Only the lines below from the one containing "pub struct SpatialLayers" to the one containing "two renderable layers." should be repeated, both included and unchanged.

>>>

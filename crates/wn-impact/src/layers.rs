//! Spatial layers for external renderers.
//!
//! Rendering itself is out of scope; these structures are what a map
//! frontend needs to draw a gradient layer and a legend-per-tier layer
//! without re-deriving anything.

use serde::Serialize;

use crate::classify::ServiceTier;
use crate::report::NodeImpactRecord;

/// Scalar choice for the continuous layer.
#[derive(Debug, Clone, Copy, PartialEq, Eq, Serialize)]
#[serde(rename_all = "snake_case")]
pub enum ScalarField {
    BasePressureM,
    ClosedPressureM,
    DropM,
}

#[derive(Debug, Clone, PartialEq, Serialize)]
pub struct ContinuousPoint {
    pub node_id: String,
    pub x: f64,
    pub y: f64,
    pub value: f64,
}

/// Gradient-renderable layer: one scalar per positioned node.
#[derive(Debug, Clone, PartialEq, Serialize)]
pub struct ContinuousLayer {
    pub field: ScalarField,
    pub points: Vec<ContinuousPoint>,
}

#[derive(Debug, Clone, PartialEq, Serialize)]
pub struct CategoricalPoint {
    pub node_id: String,
    pub x: f64,
    pub y: f64,
}

/// One legend entry worth of nodes.
#[derive(Debug, Clone, PartialEq, Serialize)]
pub struct TierGroup {
    pub tier: ServiceTier,
    pub color: &'static str,
    pub points: Vec<CategoricalPoint>,
}

/// Tier-grouped layer; the renderer draws one legend entry per group
/// instead of styling points one by one.
#[derive(Debug, Clone, PartialEq, Serialize)]
pub struct CategoricalLayer {
    /// Non-empty tiers in severity order.
    pub groups: Vec<TierGroup>,
}

#[derive(Debug, Clone, PartialEq, Serialize)]
pub struct SpatialLayers {
    pub continuous: ContinuousLayer,
    pub categorical: CategoricalLayer,
}

/// The fixed tier → color legend, one entry per tier regardless of which
/// tiers actually occur.
pub fn legend() -> [(ServiceTier, &'static str); 5] {
    ServiceTier::ALL.map(|t| (t, t.legend_color()))
}

/// Join records with their coordinates into the two renderable layers.
///
/// Nodes without a position stay in the tabular report but are absent
/// here; that is the only effect of missing map data.
pub fn build_layers(records: &[NodeImpactRecord], field: ScalarField) -> SpatialLayers {
    let mut continuous = Vec::new();
    for r in records {
        let (Some(x), Some(y)) = (r.x, r.y) else {
            continue;
        };
        if let Some(value) = scalar_of(r, field) {
            continuous.push(ContinuousPoint {
                node_id: r.node_id.clone(),
                x,
                y,
                value,
            });
        }
    }

    let mut groups = Vec::new();
    for tier in ServiceTier::ALL {
        let points: Vec<CategoricalPoint> = records
            .iter()
            .filter(|r| r.status == tier)
            .filter_map(|r| match (r.x, r.y) {
                (Some(x), Some(y)) => Some(CategoricalPoint {
                    node_id: r.node_id.clone(),
                    x,
                    y,
                }),
                _ => None,
            })
            .collect();
        if !points.is_empty() {
            groups.push(TierGroup {
                tier,
                color: tier.legend_color(),
                points,
            });
        }
    }

    SpatialLayers {
        continuous: ContinuousLayer {
            field,
            points: continuous,
        },
        categorical: CategoricalLayer { groups },
    }
}

fn scalar_of(r: &NodeImpactRecord, field: ScalarField) -> Option<f64> {
    match field {
        ScalarField::BasePressureM => r.pressure_base_m,
        ScalarField::ClosedPressureM => r.pressure_closed_m,
        ScalarField::DropM => r.drop_m,
    }
}

#[cfg(test)]
mod tests {
    use super::*;

    fn record(id: &str, status: ServiceTier, xy: Option<(f64, f64)>) -> NodeImpactRecord {
        NodeImpactRecord {
            node_id: id.to_string(),
            pressure_base_m: Some(40.0),
            pressure_closed_m: Some(10.0),
            drop_m: Some(30.0),
            pressure_base_bar: Some(40.0 / 10.2),
            pressure_closed_bar: Some(10.0 / 10.2),
            drop_bar: Some(30.0 / 10.2),
            status,
            x: xy.map(|(x, _)| x),
            y: xy.map(|(_, y)| y),
        }
    }

    #[test]
    fn nodes_without_coordinates_are_skipped() {
        let records = vec![
            record("J1", ServiceTier::Ok, Some((1.0, 2.0))),
            record("R1", ServiceTier::Ok, None),
        ];
        let layers = build_layers(&records, ScalarField::DropM);
        assert_eq!(layers.continuous.points.len(), 1);
        assert_eq!(layers.continuous.points[0].node_id, "J1");
        assert_eq!(layers.categorical.groups.len(), 1);
        assert_eq!(layers.categorical.groups[0].points.len(), 1);
    }

    #[test]
    fn continuous_layer_carries_the_chosen_scalar() {
        let records = vec![record("J1", ServiceTier::Low, Some((1.0, 2.0)))];
        let drop = build_layers(&records, ScalarField::DropM);
        assert_eq!(drop.continuous.points[0].value, 30.0);
        let closed = build_layers(&records, ScalarField::ClosedPressureM);
        assert_eq!(closed.continuous.points[0].value, 10.0);
    }

    #[test]
    fn groups_come_out_in_severity_order_without_empties() {
        let records = vec![
            record("J1", ServiceTier::Ok, Some((1.0, 1.0))),
            record("J2", ServiceTier::Dead, Some((2.0, 2.0))),
            record("J3", ServiceTier::Dead, Some((3.0, 3.0))),
        ];
        let layers = build_layers(&records, ScalarField::DropM);
        let tiers: Vec<ServiceTier> = layers.categorical.groups.iter().map(|g| g.tier).collect();
        assert_eq!(tiers, vec![ServiceTier::Dead, ServiceTier::Ok]);
        assert_eq!(layers.categorical.groups[0].points.len(), 2);
        assert_eq!(layers.categorical.groups[0].color, "red");
    }

    #[test]
    fn legend_is_fixed_and_complete() {
        let entries = legend();
        assert_eq!(entries.len(), 5);
        assert_eq!(entries[0], (ServiceTier::Dead, "red"));
        assert_eq!(entries[3], (ServiceTier::Ok, "green"));
        assert_eq!(entries[4], (ServiceTier::Unknown, "gray"));
    }
}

<<<

● Worked solution:
pub struct SpatialLayers {
    pub continuous: ContinuousLayer,
    pub categorical: CategoricalLayer,
}

/// The fixed tier → color legend, one entry per tier regardless of which
/// tiers actually occur.
pub fn legend() -> [(ServiceTier, &'static str); 5] {
    ServiceTier::ALL.map(|t| (t, t.legend_color()))
}

/// Join records with their coordinates into the two renderable layers.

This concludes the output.